El fuego se extingue. La llama se apaga, pero las cenizas que quedan ahí; todavía queman, hieren.
El cordero se calcina mejor con los carbunclos: esos pedacillos de madera que están a punto de desaparecer, pero que aún arden y cocinan con paciencia esa carne. Lentamente. Dejando que el animal se desangre por completo.
Las esposas son una maravilla hasta que dejan de serlo. Igual que los maridos.
La cosa entre parejas es lo más complicado del mundo porque insistimos en hacerlo complicado.
O tal vez no.
Quizás en algunos casos no sea un conflicto binario.
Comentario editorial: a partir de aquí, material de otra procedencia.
use crate::{CancelToken, FailurePolicy, RunnerConfig, UpdateSink};
use mimic_gateway::{Gateway, GatewayError, ProxyRequest};
use mimic_model::{DelayStep, RequestStep, Sequence, Step, StepStatus, StepUpdate};
use std::sync::atomic::{AtomicBool, Ordering};
use std::sync::Arc;
use std::time::{Duration, Instant};

/// Outcome counts of one run
#[derive(Debug, Clone, Default, PartialEq, Eq)]
pub struct RunSummary {
    pub total: usize,
    pub succeeded: usize,
    pub failed: usize,
    /// Steps that never started (cancelled or stopped after a failure)
    pub skipped: usize,
    pub cancelled: bool,
    pub duration: Duration,
}

impl RunSummary {
    fn new(total: usize) -> Self {
        Self {
            total,
            ..Default::default()
        }
    }

    /// True when every step ran and none failed.
    pub fn is_success(&self) -> bool {
        self.failed == 0 && self.skipped == 0 && !self.cancelled
    }
}

/// Clears the busy flag when the run ends, however it ends.
struct BusyGuard<'a>(&'a AtomicBool);

impl<'a> BusyGuard<'a> {
    fn acquire(flag: &'a AtomicBool) -> Self {
        flag.store(true, Ordering::SeqCst);
        Self(flag)
    }
}

impl Drop for BusyGuard<'_> {
    fn drop(&mut self) {
        self.0.store(false, Ordering::SeqCst);
    }
}

/// Drives steps strictly in order, one at a time
pub struct SequenceRunner {
    gateway: Arc<dyn Gateway>,
    config: RunnerConfig,
    busy: AtomicBool,
}

impl SequenceRunner {
    pub fn new(gateway: Arc<dyn Gateway>) -> Self {
        Self::with_config(gateway, RunnerConfig::default())
    }

    pub fn with_config(gateway: Arc<dyn Gateway>, config: RunnerConfig) -> Self {
        Self {
            gateway,
            config,
            busy: AtomicBool::new(false),
        }
    }

    pub fn config(&self) -> &RunnerConfig {
        &self.config
    }

    /// Busy indicator, true only while a non-empty run is in progress.
    pub fn is_running(&self) -> bool {
        self.busy.load(Ordering::SeqCst)
    }

    /// Runs every step, reporting updates to `sink`.
    pub async fn run<S>(&self, steps: &[Step], sink: &mut S) -> RunSummary
    where
        S: UpdateSink + ?Sized,
    {
        self.run_with_cancel(steps, sink, &CancelToken::new()).await
    }

    /// Like [`run`](Self::run), checking `cancel` before each step.
    #[tracing::instrument(level = "info", skip_all, fields(steps = steps.len()))]
    pub async fn run_with_cancel<S>(
        &self,
        steps: &[Step],
        sink: &mut S,
        cancel: &CancelToken,
    ) -> RunSummary
    where
        S: UpdateSink + ?Sized,
    {
        let mut summary = RunSummary::new(steps.len());
        if steps.is_empty() {
            return summary;
        }

        let _busy = BusyGuard::acquire(&self.busy);
        let start = Instant::now();
        tracing::info!(policy = ?self.config.failure_policy, "sequence run starting");

        for (index, step) in steps.iter().enumerate() {
            if cancel.is_cancelled() {
                summary.cancelled = true;
                summary.skipped = steps.len() - index;
                tracing::warn!(remaining = summary.skipped, "sequence run cancelled");
                break;
            }

            let instance_id = step.instance_id();
            tracing::info!(instance = %instance_id, kind = %step.kind(), step = %step.label(), "step starting");
            sink.update(instance_id, StepUpdate::running());

            let step_start = Instant::now();
            let outcome = match step {
                Step::Delay(delay) => self.run_delay(delay).await,
                Step::Request(request) => self.run_request(request).await,
            };
            let duration_ms = step_start.elapsed().as_millis() as u64;

            let failed = outcome.status == Some(StepStatus::Error);
            if failed {
                summary.failed += 1;
                tracing::warn!(
                    instance = %instance_id,
                    duration_ms,
                    error = outcome.error.as_deref().unwrap_or("unknown error"),
                    "step failed"
                );
            } else {
                summary.succeeded += 1;
                tracing::info!(instance = %instance_id, duration_ms, "step success");
            }
            sink.update(instance_id, outcome);

            if failed && self.config.failure_policy == FailurePolicy::StopOnFirstFailure {
                summary.skipped = steps.len() - index - 1;
                tracing::warn!(remaining = summary.skipped, "stopping after first failure");
                break;
            }
        }

        summary.duration = start.elapsed();
        tracing::info!(
            succeeded = summary.succeeded,
            failed = summary.failed,
            skipped = summary.skipped,
            duration_ms = summary.duration.as_millis() as u64,
            "sequence run finished"
        );
        summary
    }

    /// Runs a snapshot of `sequence`, applying every update back to it.
    pub async fn run_in_place(&self, sequence: &mut Sequence) -> RunSummary {
        let snapshot = sequence.steps().to_vec();
        self.run(&snapshot, sequence).await
    }

    /// Emits `idle` for every step.
    pub fn reset<S>(&self, steps: &[Step], sink: &mut S)
    where
        S: UpdateSink + ?Sized,
    {
        for step in steps {
            sink.update(step.instance_id(), StepUpdate::idle());
        }
        tracing::debug!(steps = steps.len(), "sequence reset");
    }

    async fn run_delay(&self, step: &DelayStep) -> StepUpdate {
        tokio::time::sleep(Duration::from_millis(step.delay_ms)).await;
        StepUpdate::status(StepStatus::Success)
    }

    async fn run_request(&self, step: &RequestStep) -> StepUpdate {
        let request = ProxyRequest::from(&step.request);
        let call = self.gateway.execute(&request);

        let result = match self.config.request_timeout {
            Some(limit) => match tokio::time::timeout(limit, call).await {
                Ok(result) => result,
                Err(_) => Err(GatewayError::Timeout(limit)),
            },
            None => call.await,
        };

        match result {
            Ok(payload) => StepUpdate::succeeded(payload.into_wire()),
            Err(err) => StepUpdate::failed(err.to_string()),
        }
    }
}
Conozco a muchas mujeres cuyo deporte preferido es pelear, chantajear y boicotear la vida de sus hombres. Discuten por todo con o sin razón. Luego, cuando el debate sube de color, se victimizan.
Asimismo, conozco a hombres que sobrepasan todos los límites de la ética y enloquecen a sus damas.
Son los menos, debo decirlo.
En mi experiencia personal, las parejas cercanas viven absolutamente apoltronadas, hartas de sí, lacerándose o ignorándose. Con un iceberg hundido entre las ingles.
Mintiéndose en el mejor de los casos; y digo en el mejor porque, si la verdad se mantiene oculta y no hiere a la otra parte, pueden nadar de pechito por años, o hasta que la muerte los separe.
Sin embargo, no es la muerte lo que divide.
¡Es la vida!
Empezar a odiar cómo mastica el de enfrente, limpiar sus inmundicias en el inodoro, darse cuenta de que no se lava bien la boca o que camina como abeja o que se ríe como yegua o que ronca como locomotora, etcétera. Básicamente el desgaste orgánico de los cuerpos.
Cuando uno toma los votos frente al cura o estampa su firma con el juez, deberían de advertir que esa unión se verá seriamente magullada por el tiempo. ¡La muerte qué!
A veces es lo mejor que le puede pasar a uno en casos extremos.
La muerte es preferible, por ejemplo, a tener que lidiar con una exesposa o un exmarido que te recuerde lo pendejo o loco que fuiste en tu juventud al escogerlo (a). A tener que soportar que ese ser otrora amado respire por la herida y no haga otra cosa más que desvivirse por arruinarte, ahora sí, ¡hasta que la muerte los separe!
La principal preocupación de los exmaridos es cuidar que ningún garañón se les acerque a sus hijos. Esa es la razón más común por la que un hombre se puede volver un callo con su exmujer.
Dirán lo mismo las exesposas, pero mienten.
En su inmensa mayoría el problema de estas criaturas es un vulgar conflicto de interés, es decir, lo que perdieron o pueden llegar a perder si el sujeto al que echaron de su vida a patadas (por desamor) encuentra a alguien más compatible. Y el conflicto de interés va desde una parcela de coles hasta un imperio.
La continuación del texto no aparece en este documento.